PROBLEM TO SOLVE - Output every line below without omitting or altering anything.

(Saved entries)
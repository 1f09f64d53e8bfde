//! Logging setup.
//!
//! Everything goes to stderr so stdout stays free for command output
//! (`version`, `completions`). `PHASELIGHT_LOG_LEVEL` takes an `EnvFilter`
//! directive and wins over `-v` flags.

use tracing_subscriber::EnvFilter;

/// Environment variable that overrides the verbosity flags.
pub const LOG_LEVEL_ENV: &str = "PHASELIGHT_LOG_LEVEL";

/// How log lines are rendered.
#[derive(Debug, Clone, Copy, PartialEq, Eq, Default)]
pub enum LogFormat {
    /// Human-readable, optionally colored.
    #[default]
    Human,
    /// One JSON object per line.
    Json,
}

/// Logging options resolved from the command line.
#[derive(Debug, Clone, Copy, PartialEq, Eq, Default)]
pub struct LogSettings {
    /// Output format.
    pub format: LogFormat,
    /// Number of `-v` flags.
    pub verbosity: u8,
    /// Emit ANSI color codes (human format only).
    pub ansi: bool,
}

impl LogSettings {
    /// Directive used when `PHASELIGHT_LOG_LEVEL` is unset.
    #[must_use]
    pub const fn default_directive(&self) -> &'static str {
        match self.verbosity {
            0 => "warn",
            1 => "info",
            2 => "debug",
            _ => "trace",
        }
    }

    /// Targets and thread names are shown from `-vv` on; the cycling thread
    /// is named, so this tells its lines apart from observers.
    #[must_use]
    pub const fn show_origin(&self) -> bool {
        self.verbosity >= 2
    }

    fn filter(&self) -> EnvFilter {
        EnvFilter::try_from_env(LOG_LEVEL_ENV)
            .unwrap_or_else(|_| EnvFilter::new(self.default_directive()))
    }
}

/// Installs the global tracing subscriber.
///
/// Later calls are ignored, so tests may call this freely.
pub fn init_logging(settings: LogSettings) {
    let builder = tracing_subscriber::fmt()
        .with_env_filter(settings.filter())
        .with_target(settings.show_origin())
        .with_writer(std::io::stderr);

    let _ = match settings.format {
        LogFormat::Human => builder
            .with_ansi(settings.ansi)
            .with_thread_names(settings.show_origin())
            .try_init(),
        LogFormat::Json => builder.json().with_thread_names(true).try_init(),
    };
}

#[cfg(test)]
mod tests {
    use super::*;

    fn settings(verbosity: u8) -> LogSettings {
        LogSettings {
            verbosity,
            ..LogSettings::default()
        }
    }

    #[test]
    fn verbosity_maps_to_directive() {
        assert_eq!(settings(0).default_directive(), "warn");
        assert_eq!(settings(1).default_directive(), "info");
        assert_eq!(settings(2).default_directive(), "debug");
        assert_eq!(settings(3).default_directive(), "trace");
        assert_eq!(settings(u8::MAX).default_directive(), "trace");
    }

    #[test]
    fn origin_shown_from_debug_level() {
        assert!(!settings(1).show_origin());
        assert!(settings(2).show_origin());
    }

    #[test]
    fn repeated_init_is_harmless() {
        init_logging(settings(0));
        init_logging(LogSettings {
            format: LogFormat::Json,
            verbosity: 3,
            ansi: false,
        });
    }
}
//! Configuration validation
//!
//! Checks a deserialized [`ControllerConfig`] for unusable timing values.
//! Validation collects ALL issues (doesn't stop at first) to provide
//! comprehensive feedback.

use std::time::Duration;

use crate::config::schema::ControllerConfig;
use crate::error::{Severity, ValidationIssue};
use crate::phase::timing::{self, DEFAULT_MAX_CYCLE, DEFAULT_MIN_CYCLE, DEFAULT_POLL};

/// Poll quanta above this make transitions noticeably late.
pub const COARSE_POLL_THRESHOLD: Duration = Duration::from_millis(100);

// ============================================================================
// Public API
// ============================================================================

/// Result of configuration validation.
#[derive(Debug, Default)]
pub struct ValidationResult {
    /// Validation errors (prevent loading).
    pub errors: Vec<ValidationIssue>,

    /// Validation warnings (informational).
    pub warnings: Vec<ValidationIssue>,
}

impl ValidationResult {
    /// Returns `true` if there are any errors.
    #[must_use]
    pub fn has_errors(&self) -> bool {
        !self.errors.is_empty()
    }

    /// Returns `true` if validation passed (no errors).
    #[must_use]
    pub fn is_valid(&self) -> bool {
        self.errors.is_empty()
    }
}

/// Configuration validator.
#[derive(Debug, Default)]
pub struct Validator {
    errors: Vec<ValidationIssue>,
    warnings: Vec<ValidationIssue>,
}

impl Validator {
    /// Creates a new validator.
    #[must_use]
    pub fn new() -> Self {
        Self::default()
    }

    /// Validates a configuration and returns all issues found.
    pub fn validate(&mut self, config: &ControllerConfig) -> ValidationResult {
        self.errors.clear();
        self.warnings.clear();

        let min = self.duration_field(config.cycle.min.as_deref(), "cycle.min", DEFAULT_MIN_CYCLE);
        let max = self.duration_field(config.cycle.max.as_deref(), "cycle.max", DEFAULT_MAX_CYCLE);
        let poll = self.duration_field(config.cycle.poll.as_deref(), "cycle.poll", DEFAULT_POLL);

        if let (Some(min), Some(max)) = (min, max) {
            if min > max {
                self.add_error(
                    "cycle.min",
                    &format!(
                        "Minimum cycle {} exceeds maximum cycle {}",
                        humantime::format_duration(min),
                        humantime::format_duration(max)
                    ),
                );
            }
        }

        if let Some(poll) = poll {
            self.validate_poll(poll, min);
        }

        ValidationResult {
            errors: std::mem::take(&mut self.errors),
            warnings: std::mem::take(&mut self.warnings),
        }
    }

    /// Parses an optional duration field, recording an error if unusable.
    ///
    /// Returns the parsed value or `default` when absent; `None` if invalid.
    fn duration_field(
        &mut self,
        raw: Option<&str>,
        path: &str,
        default: Duration,
    ) -> Option<Duration> {
        let Some(raw) = raw else {
            return Some(default);
        };

        match timing::parse_duration(raw) {
            Ok(d) if d.is_zero() => {
                self.add_error(path, "Duration must be greater than zero");
                None
            }
            Ok(d) => Some(d),
            Err(_) => {
                self.add_error(
                    path,
                    &format!("Invalid duration '{raw}'. Expected e.g. 500ms, 4s, 1m 30s"),
                );
                None
            }
        }
    }

    fn validate_poll(&mut self, poll: Duration, min: Option<Duration>) {
        if let Some(min) = min {
            if poll >= min {
                self.add_error(
                    "cycle.poll",
                    "Poll quantum must be shorter than the minimum cycle",
                );
                return;
            }
        }

        if poll > COARSE_POLL_THRESHOLD {
            self.add_warning(
                "cycle.poll",
                &format!(
                    "Poll quantum {} is coarse; transitions may fire late",
                    humantime::format_duration(poll)
                ),
            );
        }
    }

    // ========================================================================
    // Helper Methods
    // ========================================================================

    /// Adds an error to the collection.
    fn add_error(&mut self, path: &str, message: &str) {
        self.errors.push(ValidationIssue {
            path: path.to_string(),
            message: message.to_string(),
            severity: Severity::Error,
        });
    }

    /// Adds a warning to the collection.
    fn add_warning(&mut self, path: &str, message: &str) {
        self.warnings.push(ValidationIssue {
            path: path.to_string(),
            message: message.to_string(),
            severity: Severity::Warning,
        });
    }
}
//! Thread handoff primitives
//!
//! - [`HandoffChannel`]: single-slot, latest-wins channel coordinating one
//!   producer thread with any number of blocked receivers

pub mod handoff;

pub use handoff::HandoffChannel;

RESULT -
repository 1f09f64d53e8bfde
//! Logging setup.
//!
//! Everything goes to stderr so stdout stays free for command output
//! (`version`, `completions`). `PHASELIGHT_LOG_LEVEL` takes an `EnvFilter`
//! directive and wins over `-v` flags.

use tracing_subscriber::EnvFilter;

/// Environment variable that overrides the verbosity flags.
pub const LOG_LEVEL_ENV: &str = "PHASELIGHT_LOG_LEVEL";

/// How log lines are rendered.
#[derive(Debug, Clone, Copy, PartialEq, Eq, Default)]
pub enum LogFormat {
    /// Human-readable, optionally colored.
    #[default]
    Human,
    /// One JSON object per line.
    Json,
}

/// Logging options resolved from the command line.
#[derive(Debug, Clone, Copy, PartialEq, Eq, Default)]
pub struct LogSettings {
    /// Output format.
    pub format: LogFormat,
    /// Number of `-v` flags.
    pub verbosity: u8,
    /// Emit ANSI color codes (human format only).
    pub ansi: bool,
}

impl LogSettings {
    /// Directive used when `PHASELIGHT_LOG_LEVEL` is unset.
    #[must_use]
    pub const fn default_directive(&self) -> &'static str {
        match self.verbosity {
            0 => "warn",
            1 => "info",
            2 => "debug",
            _ => "trace",
        }
    }

    /// Targets and thread names are shown from `-vv` on; the cycling thread
    /// is named, so this tells its lines apart from observers.
    #[must_use]
    pub const fn show_origin(&self) -> bool {
        self.verbosity >= 2
    }

    fn filter(&self) -> EnvFilter {
        EnvFilter::try_from_env(LOG_LEVEL_ENV)
            .unwrap_or_else(|_| EnvFilter::new(self.default_directive()))
    }
}

/// Installs the global tracing subscriber.
///
/// Later calls are ignored, so tests may call this freely.
pub fn init_logging(settings: LogSettings) {
    let builder = tracing_subscriber::fmt()
        .with_env_filter(settings.filter())
        .with_target(settings.show_origin())
        .with_writer(std::io::stderr);

    let _ = match settings.format {
        LogFormat::Human => builder
            .with_ansi(settings.ansi)
            .with_thread_names(settings.show_origin())
            .try_init(),
        LogFormat::Json => builder.json().with_thread_names(true).try_init(),
    };
}

#[cfg(test)]
mod tests {
    use super::*;

    fn settings(verbosity: u8) -> LogSettings {
        LogSettings {
            verbosity,
            ..LogSettings::default()
        }
    }

    #[test]
    fn verbosity_maps_to_directive() {
        assert_eq!(settings(0).default_directive(), "warn");
        assert_eq!(settings(1).default_directive(), "info");
        assert_eq!(settings(2).default_directive(), "debug");
        assert_eq!(settings(3).default_directive(), "trace");
        assert_eq!(settings(u8::MAX).default_directive(), "trace");
    }

    #[test]
    fn origin_shown_from_debug_level() {
        assert!(!settings(1).show_origin());
        assert!(settings(2).show_origin());
    }

    #[test]
    fn repeated_init_is_harmless() {
        init_logging(settings(0));
        init_logging(LogSettings {
            format: LogFormat::Json,
            verbosity: 3,
            ansi: false,
        });
    }
}
//! Configuration validation
//!
//! Checks a deserialized [`ControllerConfig`] for unusable timing values.
//! Validation collects ALL issues (doesn't stop at first) to provide
//! comprehensive feedback.

use std::time::Duration;

use crate::config::schema::ControllerConfig;
use crate::error::{Severity, ValidationIssue};
use crate::phase::timing::{self, DEFAULT_MAX_CYCLE, DEFAULT_MIN_CYCLE, DEFAULT_POLL};

/// Poll quanta above this make transitions noticeably late.
pub const COARSE_POLL_THRESHOLD: Duration = Duration::from_millis(100);

// ============================================================================
// Public API
// ============================================================================

/// Result of configuration validation.
#[derive(Debug, Default)]
pub struct ValidationResult {
    /// Validation errors (prevent loading).
    pub errors: Vec<ValidationIssue>,

    /// Validation warnings (informational).
    pub warnings: Vec<ValidationIssue>,
}

impl ValidationResult {
    /// Returns `true` if there are any errors.
    #[must_use]
    pub fn has_errors(&self) -> bool {
        !self.errors.is_empty()
    }

    /// Returns `true` if validation passed (no errors).
    #[must_use]
    pub fn is_valid(&self) -> bool {
        self.errors.is_empty()
    }
}

/// Configuration validator.
#[derive(Debug, Default)]
pub struct Validator {
    errors: Vec<ValidationIssue>,
    warnings: Vec<ValidationIssue>,
}

impl Validator {
    /// Creates a new validator.
    #[must_use]
    pub fn new() -> Self {
        Self::default()
    }

    /// Validates a configuration and returns all issues found.
    pub fn validate(&mut self, config: &ControllerConfig) -> ValidationResult {
        self.errors.clear();
        self.warnings.clear();

        let min = self.duration_field(config.cycle.min.as_deref(), "cycle.min", DEFAULT_MIN_CYCLE);
        let max = self.duration_field(config.cycle.max.as_deref(), "cycle.max", DEFAULT_MAX_CYCLE);
        let poll = self.duration_field(config.cycle.poll.as_deref(), "cycle.poll", DEFAULT_POLL);

        if let (Some(min), Some(max)) = (min, max) {
            if min > max {
                self.add_error(
                    "cycle.min",
                    &format!(
                        "Minimum cycle {} exceeds maximum cycle {}",
                        humantime::format_duration(min),
                        humantime::format_duration(max)
                    ),
                );
            }
        }

        if let Some(poll) = poll {
            self.validate_poll(poll, min);
        }

        ValidationResult {
            errors: std::mem::take(&mut self.errors),
            warnings: std::mem::take(&mut self.warnings),
        }
    }

    /// Parses an optional duration field, recording an error if unusable.
    ///
    /// Returns the parsed value or `default` when absent; `None` if invalid.
    fn duration_field(
        &mut self,
        raw: Option<&str>,
        path: &str,
        default: Duration,
    ) -> Option<Duration> {
        let Some(raw) = raw else {
            return Some(default);
        };

        match timing::parse_duration(raw) {
            Ok(d) if d.is_zero() => {
                self.add_error(path, "Duration must be greater than zero");
                None
            }
            Ok(d) => Some(d),
            Err(_) => {
                self.add_error(
                    path,
                    &format!("Invalid duration '{raw}'. Expected e.g. 500ms, 4s, 1m 30s"),
                );
                None
            }
        }
    }

    fn validate_poll(&mut self, poll: Duration, min: Option<Duration>) {
        if let Some(min) = min {
            if poll >= min {
                self.add_error(
                    "cycle.poll",
                    "Poll quantum must be shorter than the minimum cycle",
                );
                return;
            }
        }

        if poll > COARSE_POLL_THRESHOLD {
            self.add_warning(
                "cycle.poll",
                &format!(
                    "Poll quantum {} is coarse; transitions may fire late",
                    humantime::format_duration(poll)
                ),
            );
        }
    }

    // ========================================================================
    // Helper Methods
    // ========================================================================

    /// Adds an error to the collection.
    fn add_error(&mut self, path: &str, message: &str) {
        self.errors.push(ValidationIssue {
            path: path.to_string(),
            message: message.to_string(),
            severity: Severity::Error,
        });
    }

    /// Adds a warning to the collection.
    fn add_warning(&mut self, path: &str, message: &str) {
        self.warnings.push(ValidationIssue {
            path: path.to_string(),
            message: message.to_string(),
            severity: Severity::Warning,
        });
    }
}
//! Thread handoff primitives
//!
//! - [`HandoffChannel`]: single-slot, latest-wins channel coordinating one
//!   producer thread with any number of blocked receivers

pub mod handoff;

pub use handoff::HandoffChannel;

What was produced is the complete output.